Accumulations of WSC in forage are important to determine forage utilization by animals in silvopasture systems. In this study, WSC were greater in orchardgrass compared to native grasses. Diurnal changes affected WSC with greater storage in forage sampled at 1100 and in late hours of the day compared to samples collected at 800 in the morning.  Application of poultry litter did not affect forage WSC concentrations. Further research could determine if WSC concentrations can drive the behavior of ruminants in silvopasture systems with complex forage management.
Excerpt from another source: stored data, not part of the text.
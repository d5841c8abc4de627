use std::io::{self, Read, Seek};
use std::mem;

use zip::ZipArchive;
use zip::read::ZipFile;

use crate::Result;
use crate::entry::{ArchiveEntry, EntryKind};
use crate::source::EntrySource;

const S_IFMT: u32 = 0o170000;
const S_IFLNK: u32 = 0o120000;

/// Walks the central directory in stored order.
pub struct ZipSource<'a, R: Read + Seek> {
    archive: &'a mut ZipArchive<R>,
    index: usize,
}

impl<'a, R: Read + Seek> ZipSource<'a, R> {
    pub fn new(archive: &'a mut ZipArchive<R>) -> Self {
        Self { archive, index: 0 }
    }
}

impl<R: Read + Seek> EntrySource for ZipSource<'_, R> {
    fn next_entry(&mut self) -> Option<Result<ArchiveEntry<'_>>> {
        if self.index >= self.archive.len() {
            return None;
        }
        let index = self.index;
        self.index += 1;

        // Raw access never decrypts or inflates, so encrypted or exotic
        // entries only fail once somebody reads them.
        let (name, size, kind) = match self.archive.by_index_raw(index) {
            Ok(file) => (file.name().to_owned(), file.size(), kind_of(&file)),
            Err(e) => return Some(Err(e.into())),
        };

        let body = LazyFile::Pending {
            archive: &mut *self.archive,
            index,
        };
        Some(Ok(ArchiveEntry::new(name, size, kind, body)))
    }
}

fn kind_of<R: Read>(file: &ZipFile<'_, R>) -> EntryKind {
    if file.is_dir() {
        EntryKind::Directory
    } else if file.unix_mode().is_some_and(|m| m & S_IFMT == S_IFLNK) {
        EntryKind::Link
    } else {
        EntryKind::File
    }
}

/// Entry body that is decrypted and inflated on first read.
enum LazyFile<'a, R: Read + Seek> {
    Pending {
        archive: &'a mut ZipArchive<R>,
        index: usize,
    },
    Open(ZipFile<'a, R>),
    Broken,
}

impl<R: Read + Seek> Read for LazyFile<'_, R> {
    fn read(&mut self, buf: &mut [u8]) -> io::Result<usize> {
        if matches!(self, Self::Pending { .. }) {
            if let Self::Pending { archive, index } = mem::replace(self, Self::Broken) {
                *self = Self::Open(archive.by_index(index)?);
            }
        }
        match self {
            Self::Open(file) => file.read(buf),
            _ => Err(io::Error::other("zip entry could not be opened")),
        }
    }
}
use std::fs::File;
use std::io::Read;
use std::path::Path;

use tracing::{debug, info};

use crate::error::{ManifestError, Result};
use crate::work_map::WorkMap;

/// Load the manifest at `path`.
pub fn load(path: impl AsRef<Path>) -> Result<WorkMap> {
    let path = path.as_ref();
    let file = File::open(path).map_err(|source| ManifestError::Open {
        path: path.to_path_buf(),
        source,
    })?;

    let map = from_reader(file)?;
    info!(
        manifest = %path.display(),
        archives = map.len(),
        requests = map.request_count(),
        "manifest loaded"
    );
    Ok(map)
}

/// Read a manifest from any byte stream.
///
/// The first row is the header. Rows may be shorter or longer than the
/// header; every cell is considered regardless of its column. The first
/// malformed row (bad quoting, invalid UTF-8) aborts the whole read.
pub fn from_reader<R: Read>(reader: R) -> Result<WorkMap> {
    let mut csv = csv::ReaderBuilder::new()
        .has_headers(true)
        .flexible(true)
        .from_reader(reader);

    let mut map = WorkMap::new();
    let mut rows = 0usize;
    let mut requests = 0usize;
    for record in csv.records() {
        let record = record.map_err(ManifestError::from)?;
        rows += 1;
        for cell in record.iter() {
            if map.add_cell(cell) {
                requests += 1;
            }
        }
    }

    debug!(rows, requests, archives = map.len(), "manifest parsed");
    Ok(map)
}
use std::io;
use std::path::PathBuf;

#[derive(Debug, thiserror::Error)]
pub enum ManifestError {
    #[error("cannot open manifest '{path}': {source}")]
    Open { path: PathBuf, source: io::Error },

    #[error("malformed manifest: {0}")]
    Csv(#[from] csv::Error),
}

pub type Result<T> = std::result::Result<T, ManifestError>;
Figure 4. The concentration of water soluble carbohydrates (WSC) as a percent of dry matter (DM) for forages sampled at four different times of the day, 8 am, 11 am, 2 pm, and 5 pm, on four harvest dates during the grazing season, mid-May, late-May, mid-June, and late-June. Different letters indicate that means differ significantly (P<0.05).

Collins, M., Nelson, C.J., Moore, K.J. and Barnes, R.F. eds., 2017. Forages, volume 1: an introduction to grassland agriculture (Vol. 1). John Wiley & Sons. 

Dickerson, J., D. Burgdorf, T. Bush, C. Miller, B. Wark, R. Maher, and B. Poole. 1997. Vegetating with native grasses in Northeastern North America. United States Department of Agriculture Natural Resources Conservation Service, Washington, D.C.

Horadagoda, A., W. J. Fulkerson, K.S. Nandra, and I.M. Barchia. 2009. Grazing preferences by dairy cows for 14 forage species. Anim. Prod. Sci. 49:586-594.

Morgan JA, Brown RH. Photosynthesis in grass species differing in carbon dioxide fixation pathways: II. A search for species with intermediate gas exchange and anatomical characteristics. 1979. Plant Physiol. 64:257-62.